As etapas de um programa de reintrodução
O professor Marcos Pérsio Dantas Santos, da Universidade Federal do Pará (UFPA), explica que os projetos seguem etapas fundamentais. Primeiro, é preciso aumentar o número de indivíduos em cativeiro, para que haja solturas sucessivas ao longo dos anos. Depois, identificar áreas adequadas para receber os animais e garantir a proteção do habitat, evitando que as mesmas ameaças do passado se repitam.
“Só depois de assegurar essas condições é que começa a reabilitação dos animais, ensinando-os a voar, a se alimentar e a sobreviver de forma independente. A soltura é gradual, em pequenos grupos, até que a população consiga se estabilizar”, ensina.
Cooperação além das fronteiras
Quando parte da população sobrevivente está fora do país, a cooperação internacional se torna essencial. Rosely lembra que esses processos são regulados por tratados como a Convenção sobre o comércio internacional das espécies da fauna e da flora silvestres ameaçadas de extinção (Cites), que controlam o comércio e a transferência legal de espécies ameaçadas.
Além disso, há um forte componente técnico, com o compartilhamento de dados genéticos, protocolos de manejo e tecnologias de reprodução assistida entre instituições de diferentes países.
A onça-pintada tem sido reintroduzida em áreas onde estava ausente há décadas, como o Parque Nacional do Iguaçu
Desafios de longo prazo
Mesmo com todo o planejamento, a reintrodução enfrenta barreiras. Animais criados em cativeiro podem ter dificuldade para se adaptar, não sabendo se alimentar sozinhos ou como evitar predadores. Há ainda a baixa variabilidade genética, os riscos de doenças e os custos elevados.
“São programas caros, demorados e que exigem financiamento constante por muitos anos.
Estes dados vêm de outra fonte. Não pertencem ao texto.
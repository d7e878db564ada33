//! Two-pass linking into the final flat code image.
//!
//! Pass 1 lays the fixed-size dispatch prologue at offset 0 and concatenates
//! the method buffers in declaration order, recording each method's entry
//! address. Pass 2 re-emits the prologue with the real constructor/handler
//! entries and copies the method buffers with every pending call site
//! backfilled. Two passes always suffice: every address operand has a fixed
//! encoding width, so re-emission never changes a buffer's length.

use std::collections::BTreeMap;

use serde::{Deserialize, Serialize};
use sha2::{Digest, Sha256};

use atc_ir::{CompileError, METHOD_CONSTRUCTOR, METHOD_TX_RECEIVED};
use atc_isa::{ApiFun, Opcode, MAX_CODE_BYTES, MAX_DATA_WORDS};

use crate::alloc::{DataLayout, RESERVED_LAST_TX, RESERVED_LAST_TX_TIMESTAMP};
use crate::compiler::CompilerContext;
use crate::emit::CodeBuf;

/// An unresolved call reference inside one method's buffer.
#[derive(Debug, Clone, PartialEq, Eq)]
pub struct PendingCall {
    pub target: String,
    /// Offset of the 4-byte address operand inside the caller's buffer.
    pub patch_offset: usize,
}

/// One compiled method, before and after linking.
#[derive(Debug, Clone)]
pub struct MethodCode {
    pub name: String,
    pub buf: CodeBuf,
    pub pending: Vec<PendingCall>,
    /// Byte offset of the method in the final image; set by pass 1.
    pub entry: Option<u32>,
}

/// Byte size of the dispatch prologue. Constant by construction — it
/// references only field addresses and two method entries, all of fixed
/// encoding width.
pub const PROLOGUE_BYTES: usize = 42;

/// Where the dispatch loop re-enters, just past the constructor call.
const PROLOGUE_LOOP: u32 = 6;

/// The final artifact: flat code image plus symbol tables.
#[derive(Debug, Clone, PartialEq, Eq, Serialize, Deserialize)]
pub struct CompiledProgram {
    /// Flat little-endian code image, prologue first.
    pub code: Vec<u8>,
    /// Field name → word address. Includes the two reserved prologue words.
    pub field_symbols: BTreeMap<String, u32>,
    /// Method name → entry byte offset in `code`.
    pub method_symbols: BTreeMap<String, u32>,
    /// Total allocated data words (fields, reserved words, temp high-water).
    pub data_words: u32,
    /// One symbol per allocated data word, in address order.
    pub data_names: Vec<String>,
    /// SHA-256 of `code`; the deploy fingerprint.
    pub code_hash: [u8; 32],
}

impl CompiledProgram {
    pub fn code_hash_hex(&self) -> String {
        self.code_hash.iter().map(|b| format!("{b:02x}")).collect()
    }
}

/// Emit the dispatch prologue.
///
/// Run once from offset 0: call the constructor, mark the resume point,
/// then loop forever — fetch the next transaction after the last dispatched
/// timestamp, finish the activation when there is none, otherwise advance
/// the timestamp and hand the transaction to `txReceived`.
fn emit_prologue(layout: &DataLayout, ctor_entry: u32, handler_entry: u32) -> CodeBuf {
    let mut buf = CodeBuf::new();
    buf.jump(Opcode::JmpSub, ctor_entry);
    buf.op(Opcode::SetPcs);
    buf.ext_fun_dat(ApiFun::ATxAfterTimestamp, layout.last_tx_timestamp);
    buf.ext_fun_ret(ApiFun::GetA1, layout.last_tx);
    buf.op_addr(Opcode::FizDat, layout.last_tx);
    buf.ext_fun_ret(ApiFun::GetTimestampForTxInA, layout.last_tx_timestamp);
    buf.jump(Opcode::JmpSub, handler_entry);
    buf.jump(Opcode::JmpAdr, PROLOGUE_LOOP);
    debug_assert_eq!(buf.len(), PROLOGUE_BYTES);
    buf
}

/// Run both passes over the compiled methods and produce the final image.
pub fn link(ctx: &mut CompilerContext<'_>) -> CompiledProgram {
    // The prologue always calls a constructor; synthesize an empty one when
    // the contract declares none.
    if !ctx.methods.iter().any(|m| m.name == METHOD_CONSTRUCTOR) {
        let mut buf = CodeBuf::new();
        buf.op(Opcode::RetSub);
        ctx.methods.push(MethodCode {
            name: METHOD_CONSTRUCTOR.to_string(),
            buf,
            pending: Vec::new(),
            entry: None,
        });
    }

    // ── Pass 1: layout ───────────────────────────────────────────────────
    let mut offset = PROLOGUE_BYTES;
    for m in &mut ctx.methods {
        m.entry = Some(offset as u32);
        offset += m.buf.len();
    }

    let entries: BTreeMap<String, u32> = ctx
        .methods
        .iter()
        .map(|m| (m.name.clone(), m.entry.unwrap_or(0)))
        .collect();

    let ctor_entry = entries.get(METHOD_CONSTRUCTOR).copied().unwrap_or(0);
    let handler_entry = match entries.get(METHOD_TX_RECEIVED) {
        Some(&e) => e,
        None => {
            ctx.errors.push(CompileError::MissingHandler {
                handler: METHOD_TX_RECEIVED.to_string(),
            });
            0
        }
    };

    // ── Pass 2: re-emit prologue, copy buffers, backfill call sites ──────
    let mut code = emit_prologue(&ctx.layout, ctor_entry, handler_entry).into_bytes();
    let mut patch_errors = Vec::new();
    for m in &ctx.methods {
        let mut bytes = m.buf.bytes().to_vec();
        for call in &m.pending {
            match entries.get(&call.target) {
                Some(&target) => {
                    bytes[call.patch_offset..call.patch_offset + 4]
                        .copy_from_slice(&target.to_le_bytes());
                }
                None => patch_errors.push(CompileError::UnresolvedCall {
                    target: call.target.clone(),
                    method: m.name.clone(),
                }),
            }
        }
        code.extend_from_slice(&bytes);
    }
    for e in patch_errors {
        ctx.errors.push(e);
    }

    // ── Budgets ──────────────────────────────────────────────────────────
    if code.len() > MAX_CODE_BYTES {
        ctx.errors.push(CompileError::CodeBudgetExceeded {
            size: code.len(),
            max: MAX_CODE_BYTES,
        });
    }
    let data_words = ctx.layout.temp_base + ctx.temp_high_water;
    if data_words > MAX_DATA_WORDS {
        ctx.errors.push(CompileError::DataBudgetExceeded {
            words: data_words,
            max: MAX_DATA_WORDS,
        });
    }

    let mut field_symbols = ctx.layout.symbols();
    field_symbols.insert(
        RESERVED_LAST_TX_TIMESTAMP.to_string(),
        ctx.layout.last_tx_timestamp,
    );
    field_symbols.insert(RESERVED_LAST_TX.to_string(), ctx.layout.last_tx);

    let code_hash: [u8; 32] = Sha256::digest(&code).into();
    CompiledProgram {
        code,
        field_symbols,
        method_symbols: entries,
        data_words,
        data_names: data_names(&ctx.layout, data_words),
        code_hash,
    }
}

/// One symbol per allocated word: field words (suffixed past the first),
/// the two reserved words, then generated temp names.
fn data_names(layout: &DataLayout, data_words: u32) -> Vec<String> {
    let mut names = Vec::with_capacity(data_words as usize);
    for slot in layout.fields() {
        names.push(slot.name.clone());
        for k in 1..slot.words {
            names.push(format!("{}_{k}", slot.name));
        }
    }
    names.push(RESERVED_LAST_TX_TIMESTAMP.to_string());
    names.push(RESERVED_LAST_TX.to_string());
    for addr in layout.temp_base..data_words {
        names.push(format!("var{addr:02}"));
    }
    names
}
Em alguns casos, levam décadas para dar resultados”, observa Marcos Pérsio.
Rosely acrescenta que também é preciso lidar com desafios ecológicos e sociais. Alterações no habitat, competição com espécies invasoras e até conflitos com atividades humanas, como agricultura e desmatamento, podem comprometer o sucesso do projeto.